If in 2010 the big nuclear weapons powers and UN Security Council permanent members - the United States, Russia, China, Britain and France - don't make significant reductions with their nuclear weapons then an important opportunity will be lost. US President Barack Obama and Russian President Dmitry Medvedev appear to be of a mind on this.
One has to go back to the US presidencies of John F. Kennedy and Lyndon Johnson to get the full picture on the dismal progress on nuclear disarmament. Their defence secretary, Robert McNamara, told both presidents nuclear weapons were unusable.
Henry Kissinger, when national security adviser to president Richard Nixon, publicly said the same, chiding the Europeans for thinking that they were under an American umbrella. He told them bluntly that America would never sacrifice its own cities to avenge European ones.
Later, president Ronald Reagan was quite clear that he could never push the nuclear button and that all nuclear weapons must be quickly abolished. He came close to striking a deal with the Soviet president, Mikhail Gorbachev, (another leader who said he could never push the button) at their summit in Reykjavik were it not for Russian intransigence in refusing to lift their objection to testing missile defences in the laboratory. Reagan's worry was that if he didn't get that concession, the right wing would eat him alive and he would not be able to get such a treaty through Congress.
In recent years, not only was McNamara on the warpath on behalf of radical disarmament, so have been the former bastion of the nuclear weapons' establishment, Paul Nitze, who was the chief negotiator on the old Strategic Arms Reduction Treaties (Start), Kissinger himself and a long list of former military commanders and political figures, both left and right.

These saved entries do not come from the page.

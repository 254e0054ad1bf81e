//! Structured file source with optional polling.

mod flatten;
mod parser;

use std::io::ErrorKind;
use std::sync::Arc;
use std::time::{Duration, SystemTime};

use async_trait::async_trait;
use camino::{Utf8Path, Utf8PathBuf};
use parking_lot::Mutex;
use tokio::sync::mpsc;
use tracing::{debug, info, warn};

use crate::{HotconfError, HotconfResult, ShutdownSignal, Snapshot};

use super::{Source, UPDATE_CHANNEL_CAPACITY, Updates, idle_updates};

/// Default interval between modification checks while watching.
pub const DEFAULT_POLL_INTERVAL: Duration = Duration::from_secs(1);

/// Supported document formats.
#[derive(Clone, Copy, Debug, Eq, PartialEq)]
#[non_exhaustive]
pub enum FileFormat {
    /// TOML document.
    Toml,
    /// JSON document.
    Json,
    /// YAML document (requires the `yaml` feature).
    Yaml,
}

impl FileFormat {
    /// Detect the format from the file extension, defaulting to TOML.
    ///
    /// # Examples
    ///
    /// ```
    /// use camino::Utf8Path;
    /// use hotconf::FileFormat;
    ///
    /// assert_eq!(FileFormat::from_path(Utf8Path::new("app.yml")), FileFormat::Yaml);
    /// assert_eq!(FileFormat::from_path(Utf8Path::new("app.conf")), FileFormat::Toml);
    /// ```
    #[must_use]
    pub fn from_path(path: &Utf8Path) -> Self {
        match path.extension().map(str::to_ascii_lowercase).as_deref() {
            Some("json") => Self::Json,
            Some("yaml" | "yml") => Self::Yaml,
            _ => Self::Toml,
        }
    }
}

/// Options for [`FileSource`].
#[derive(Clone, Debug)]
pub struct FileOptions {
    /// Location of the document.
    pub path: Utf8PathBuf,
    /// Poll the file for changes while watching.
    pub watch: bool,
    /// Explicit format; detected from the extension when `None`.
    pub format: Option<FileFormat>,
    /// Interval between modification checks.
    pub poll_interval: Duration,
    /// Treat a missing file as an empty document.
    pub optional: bool,
}

impl FileOptions {
    /// Options for reading `path` once, with format detection.
    #[must_use]
    pub fn new(path: impl Into<Utf8PathBuf>) -> Self {
        Self {
            path: path.into(),
            watch: false,
            format: None,
            poll_interval: DEFAULT_POLL_INTERVAL,
            optional: false,
        }
    }

    /// Poll the file for changes.
    #[must_use]
    pub const fn watch(mut self, watch: bool) -> Self {
        self.watch = watch;
        self
    }

    /// Force a document format.
    #[must_use]
    pub const fn format(mut self, format: FileFormat) -> Self {
        self.format = Some(format);
        self
    }

    /// Override the interval between modification checks.
    #[must_use]
    pub const fn poll_interval(mut self, interval: Duration) -> Self {
        self.poll_interval = interval;
        self
    }

    /// Treat a missing file as empty instead of failing.
    #[must_use]
    pub const fn optional(mut self, optional: bool) -> Self {
        self.optional = optional;
        self
    }
}

/// Fingerprint used to skip re-reading an untouched file.
#[derive(Clone, Copy, Debug, Eq, PartialEq)]
struct FileStamp {
    modified: Option<SystemTime>,
    len: u64,
}

/// Source reading a TOML, JSON or YAML document and flattening it into
/// dotted keys.
///
/// # Examples
///
/// ```
/// use hotconf::{FileOptions, FileSource, Source};
///
/// let source = FileSource::new(FileOptions::new("config/app.toml").watch(true));
/// assert_eq!(source.name(), "file:config/app.toml");
/// ```
#[derive(Clone, Debug)]
pub struct FileSource {
    options: Arc<FileOptions>,
    /// Contents returned by the latest successful `load`.
    loaded: Arc<Mutex<Option<Snapshot>>>,
}

impl FileSource {
    /// Create a source with `options`.
    #[must_use]
    pub fn new(options: FileOptions) -> Self {
        Self {
            options: Arc::new(options),
            loaded: Arc::new(Mutex::new(None)),
        }
    }

    fn path(&self) -> &Utf8Path {
        &self.options.path
    }

    fn format(&self) -> FileFormat {
        self.options
            .format
            .unwrap_or_else(|| FileFormat::from_path(self.path()))
    }

    async fn stamp(&self) -> std::io::Result<Option<FileStamp>> {
        match tokio::fs::metadata(self.path()).await {
            Ok(meta) => Ok(Some(FileStamp {
                modified: meta.modified().ok(),
                len: meta.len(),
            })),
            Err(err) if err.kind() == ErrorKind::NotFound && self.options.optional => Ok(None),
            Err(err) => Err(err),
        }
    }

    async fn read(&self) -> HotconfResult<Snapshot> {
        let data = match tokio::fs::read_to_string(self.path()).await {
            Ok(data) => data,
            Err(err) if err.kind() == ErrorKind::NotFound && self.options.optional => {
                debug!(path = %self.path(), "optional configuration file is absent");
                return Ok(Snapshot::new());
            }
            Err(err) => return Err(HotconfError::file(self.path(), err)),
        };
        let document = parser::parse(self.path(), self.format(), &data)?;
        flatten::flatten(&document)
            .ok_or_else(|| HotconfError::file(self.path(), "document root must be a table of keys"))
    }

    /// Report content changes until shutdown.
    ///
    /// The baseline is what `load` last returned, and the first tick reads
    /// the file whatever its stamp says, so an edit made between `load` and
    /// `watch` is still reported.
    async fn poll(
        self,
        tx: mpsc::Sender<Snapshot>,
        signal: ShutdownSignal,
        mut stamp: Option<FileStamp>,
    ) {
        let mut last = self.loaded.lock().clone();
        if last.is_none() {
            last = self.read().await.ok();
        }
        let mut verified = false;
        let mut ticker = tokio::time::interval(self.options.poll_interval);
        ticker.tick().await;
        info!(
            path = %self.path(),
            interval = ?self.options.poll_interval,
            "polling configuration file"
        );
        loop {
            tokio::select! {
                () = signal.cancelled() => break,
                _ = ticker.tick() => {}
            }
            let current = match self.stamp().await {
                Ok(current) => current,
                Err(err) => {
                    warn!(path = %self.path(), error = %err, "cannot stat configuration file");
                    continue;
                }
            };
            if verified && current == stamp {
                continue;
            }
            verified = true;
            stamp = current;
            let snapshot = match self.read().await {
                Ok(snapshot) => snapshot,
                Err(err) => {
                    warn!(path = %self.path(), error = %err, "keeping previous file contents");
                    continue;
                }
            };
            if last.as_ref() == Some(&snapshot) {
                debug!(path = %self.path(), "file touched without content change");
                continue;
            }
            debug!(path = %self.path(), keys = snapshot.len(), "file changed");
            last = Some(snapshot.clone());
            if tx.send(snapshot).await.is_err() {
                break;
            }
        }
        debug!(path = %self.path(), "file watch stopped");
    }
}

#[async_trait]
impl Source for FileSource {
    fn name(&self) -> String {
        format!("file:{}", self.path())
    }

    async fn load(&self) -> HotconfResult<Snapshot> {
        let snapshot = self.read().await?;
        *self.loaded.lock() = Some(snapshot.clone());
        Ok(snapshot)
    }

    async fn watch(&self, signal: ShutdownSignal) -> HotconfResult<Updates> {
        if !self.options.watch {
            return Ok(idle_updates(signal));
        }
        let stamp = self
            .stamp()
            .await
            .map_err(|err| HotconfError::file(self.path(), err))?;
        let (tx, rx) = mpsc::channel(UPDATE_CHANNEL_CAPACITY);
        tokio::spawn(self.clone().poll(tx, signal, stamp));
        Ok(rx)
    }
}

#[cfg(test)]
mod tests {
    //! Unit tests for format detection and option builders.

    use super::*;
    use rstest::rstest;

    #[rstest]
    #[case("app.toml", FileFormat::Toml)]
    #[case("app.JSON", FileFormat::Json)]
    #[case("app.yaml", FileFormat::Yaml)]
    #[case("app.yml", FileFormat::Yaml)]
    #[case("app", FileFormat::Toml)]
    fn detects_format_from_extension(#[case] path: &str, #[case] expected: FileFormat) {
        assert_eq!(FileFormat::from_path(Utf8Path::new(path)), expected);
    }

    #[rstest]
    fn explicit_format_wins_over_extension() {
        let source = FileSource::new(FileOptions::new("app.toml").format(FileFormat::Json));
        assert_eq!(source.format(), FileFormat::Json);
    }
}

Former president Bill Clinton must suffer much of the blame for slowing disarmament talks to a snail's pace. It was an unforgivable sin. Here was a president who inherited the peace brought about by presidents George H.W. Bush and Boris Yeltsin and yet put it on the shelf for want of drive, even interest.
President George W. Bush quickly struck a handsome deal with then president Vladimir Putin to shelve more than 1,000 big rockets and their warheads in storage.
It took a lot of the most dangerous weapons off instant alert - an intolerable practice that still continues for reasons few understand - and it was done very quickly within months without the need for a laboriously negotiated treaty that would have to be slowly approved by both parliaments.
It is, in fact, the template for what should be done now. Once the present negations are wrapped up on renewing and extending quite dramatically the cuts under the 1991 Start, the two leaders should meet and decide to put the rest of their nuclear missiles on the shelf. They should initially keep 100 or so out of the roughly 6,000 that used to exist in order to persuade Britain, France, China, India, Pakistan, North Korea and Israel to join the bandwagon. All of them would find themselves - including North Korea - under irresistible pressure to disarm.
In the 'in-club' there is much talk these days of taking a step at a time - for example, to get the Comprehensive Test Ban Treaty agreed on, a cause that has been on the table since Kennedy embraced it. Under Clinton, it did come before Congress for ratification, but Clinton made no big effort to get it through.
Another favourite is to work on the reduction of the smaller and simpler tactical (or battlefield) nuclear weapons, dangerously under the control of field commanders and often improperly stored in Russia. In some cases they have been found protected by a single barbed wire fence.
Then there is the campaign to hold both powers to a 'no first use' pledge, a load of codswallop if there was real tension and life-or-death issues at stake.
Obama is temperamentally tuned to taking big leaps that ignore the conventional wisdom. A reading of his Nobel Prize winning speech with his accent on 'love' between nations is path breaking. Medvedev comes across as a principled and idealistic man. His mentor, Prime Minister Putin, shows no sign he would want to hold him back on this issue.
Someone has to start the ball rolling. Best if they hold hands and do it together.